// Copyright (c) 2016-2020 Fabian Schuiki

//! The predefined dynamic macros.
//!
//! All of these are computed at expansion time from the current processing
//! context, honoring `#line` overrides, and cannot be removed with `#undef`.

use chrono::Local;

use crate::expand::ExpandContext;
use crate::table::{Macro, MacroTable};
use crate::token::Token;

/// Install the builtin macros into a fresh table. Called before any
/// user-supplied definitions so the latter shadow nothing by accident;
/// attempts to redefine or undefine these are rejected by the directive
/// interpreter.
pub fn install(table: &mut MacroTable) {
    table.insert(Macro::builtin("__LINE__", line));
    table.insert(Macro::builtin("__FILE__", file));
    table.insert(Macro::builtin("__FILENAME__", filename));
    table.insert(Macro::builtin("__DATE__", date));
    table.insert(Macro::builtin("__TIME__", time));
    table.insert(Macro::builtin("__TIMESTAMP__", timestamp));
}

fn line(ctx: &ExpandContext) -> Vec<Token> {
    vec![Token::number(ctx.line.to_string())]
}

fn file(ctx: &ExpandContext) -> Vec<Token> {
    vec![Token::string(&ctx.file)]
}

fn filename(ctx: &ExpandContext) -> Vec<Token> {
    let base = ctx
        .file
        .rsplit(|c| c == '/' || c == '\\')
        .next()
        .unwrap_or(&ctx.file);
    vec![Token::string(base)]
}

/// `"Mmm dd yyyy"` with the day space-padded, e.g. `"Jan  3 2026"`.
fn date(_: &ExpandContext) -> Vec<Token> {
    vec![Token::string(&Local::now().format("%b %e %Y").to_string())]
}

/// `"HH:MM:SS"`, zero-padded.
fn time(_: &ExpandContext) -> Vec<Token> {
    vec![Token::string(&Local::now().format("%H:%M:%S").to_string())]
}

/// `"Dow Mmm dd yyyy HH:MM:SS"`.
fn timestamp(_: &ExpandContext) -> Vec<Token> {
    vec![Token::string(
        &Local::now().format("%a %b %e %Y %H:%M:%S").to_string(),
    )]
}

#[cfg(test)]
mod tests {
    use super::*;
    use crate::expand::Expander;
    use crate::token::{render, Mode, Tokenizer};

    fn expand(src: &str, file: &str, line: u64) -> String {
        let mut table = MacroTable::new();
        install(&mut table);
        let ctx = ExpandContext {
            file: file.to_string(),
            line,
        };
        let mut expander = Expander::new(&table, ctx);
        let tokens = Tokenizer::run(src, Mode::Source).unwrap();
        let out = expander.expand(tokens);
        assert!(expander.take_errors().is_empty());
        render(&out, false)
    }

    #[test]
    fn line_and_file() {
        assert_eq!(expand("__LINE__", "dir/a.f", 7), "7");
        assert_eq!(expand("__FILE__", "dir/a.f", 7), "\"dir/a.f\"");
        assert_eq!(expand("__FILENAME__", "dir/a.f", 7), "\"a.f\"");
    }

    #[test]
    fn date_shape() {
        let out = expand("__DATE__", "a.f", 1);
        // "Mmm dd yyyy" in quotes: 13 characters total.
        assert_eq!(out.len(), 13);
        assert!(out.starts_with('"') && out.ends_with('"'));
        assert_eq!(out.as_bytes()[4], b' ');
    }

    #[test]
    fn time_shape() {
        let out = expand("__TIME__", "a.f", 1);
        assert_eq!(out.len(), 10);
        assert_eq!(out.as_bytes()[3], b':');
        assert_eq!(out.as_bytes()[6], b':');
    }

    #[test]
    fn timestamp_shape() {
        let out = expand("__TIMESTAMP__", "a.f", 1);
        // "Dow Mmm dd yyyy HH:MM:SS"
        assert_eq!(out.len(), 26);
        assert!(out.contains(':'));
    }

    #[test]
    fn builtins_are_marked() {
        let mut table = MacroTable::new();
        install(&mut table);
        assert!(table.lookup("__LINE__").unwrap().is_builtin());
        assert!(table.lookup("__TIMESTAMP__").unwrap().is_builtin());
    }
}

- **WHAT YOU NEED TO DO**
Write out every line of the material exactly as it appears.

- **WRITTEN SOLUTION**
// Copyright (c) 2016-2020 Fabian Schuiki

//! The predefined dynamic macros.
//!
//! All of these are computed at expansion time from the current processing
//! context, honoring `#line` overrides, and cannot be removed with `#undef`.

use chrono::Local;

use crate::expand::ExpandContext;
use crate::table::{Macro, MacroTable};
use crate::token::Token;

/// Install the builtin macros into a fresh table. Called before any
/// user-supplied definitions so the latter shadow nothing by accident;
/// attempts to redefine or undefine these are rejected by the directive
/// interpreter.
pub fn install(table: &mut MacroTable) {
    table.insert(Macro::builtin("__LINE__", line));
    table.insert(Macro::builtin("__FILE__", file));
    table.insert(Macro::builtin("__FILENAME__", filename));
    table.insert(Macro::builtin("__DATE__", date));
    table.insert(Macro::builtin("__TIME__", time));
    table.insert(Macro::builtin("__TIMESTAMP__", timestamp));
}

fn line(ctx: &ExpandContext) -> Vec<Token> {
    vec![Token::number(ctx.line.to_string())]
}

fn file(ctx: &ExpandContext) -> Vec<Token> {
    vec![Token::string(&ctx.file)]
}

fn filename(ctx: &ExpandContext) -> Vec<Token> {
    let base = ctx
        .file
        .rsplit(|c| c == '/' || c == '\\')
        .next()
        .unwrap_or(&ctx.file);
    vec![Token::string(base)]
}

/// `"Mmm dd yyyy"` with the day space-padded, e.g. `"Jan  3 2026"`.
fn date(_: &ExpandContext) -> Vec<Token> {
    vec![Token::string(&Local::now().format("%b %e %Y").to_string())]
}

/// `"HH:MM:SS"`, zero-padded.
fn time(_: &ExpandContext) -> Vec<Token> {
    vec![Token::string(&Local::now().format("%H:%M:%S").to_string())]
}

/// `"Dow Mmm dd yyyy HH:MM:SS"`.
fn timestamp(_: &ExpandContext) -> Vec<Token> {
    vec![Token::string(
        &Local::now().format("%a %b %e %Y %H:%M:%S").to_string(),
    )]
}

#[cfg(test)]
mod tests {
    use super::*;
    use crate::expand::Expander;
    use crate::token::{render, Mode, Tokenizer};

    fn expand(src: &str, file: &str, line: u64) -> String {
        let mut table = MacroTable::new();
        install(&mut table);
        let ctx = ExpandContext {
            file: file.to_string(),
            line,
        };
        let mut expander = Expander::new(&table, ctx);
        let tokens = Tokenizer::run(src, Mode::Source).unwrap();
        let out = expander.expand(tokens);
        assert!(expander.take_errors().is_empty());
        render(&out, false)
    }

    #[test]
    fn line_and_file() {
        assert_eq!(expand("__LINE__", "dir/a.f", 7), "7");
        assert_eq!(expand("__FILE__", "dir/a.f", 7), "\"dir/a.f\"");
        assert_eq!(expand("__FILENAME__", "dir/a.f", 7), "\"a.f\"");
    }

    #[test]
    fn date_shape() {
        let out = expand("__DATE__", "a.f", 1);
        // "Mmm dd yyyy" in quotes: 13 characters total.
        assert_eq!(out.len(), 13);
        assert!(out.starts_with('"') && out.ends_with('"'));
        assert_eq!(out.as_bytes()[4], b' ');
    }

    #[test]
    fn time_shape() {
        let out = expand("__TIME__", "a.f", 1);
        assert_eq!(out.len(), 10);
        assert_eq!(out.as_bytes()[3], b':');
        assert_eq!(out.as_bytes()[6], b':');
    }

    #[test]
    fn timestamp_shape() {
        let out = expand("__TIMESTAMP__", "a.f", 1);
        // "Dow Mmm dd yyyy HH:MM:SS"
        assert_eq!(out.len(), 26);
        assert!(out.contains(':'));
    }

    #[test]
    fn builtins_are_marked() {
        let mut table = MacroTable::new();
        install(&mut table);
        assert!(table.lookup("__LINE__").unwrap().is_builtin());
        assert!(table.lookup("__TIMESTAMP__").unwrap().is_builtin());
    }
}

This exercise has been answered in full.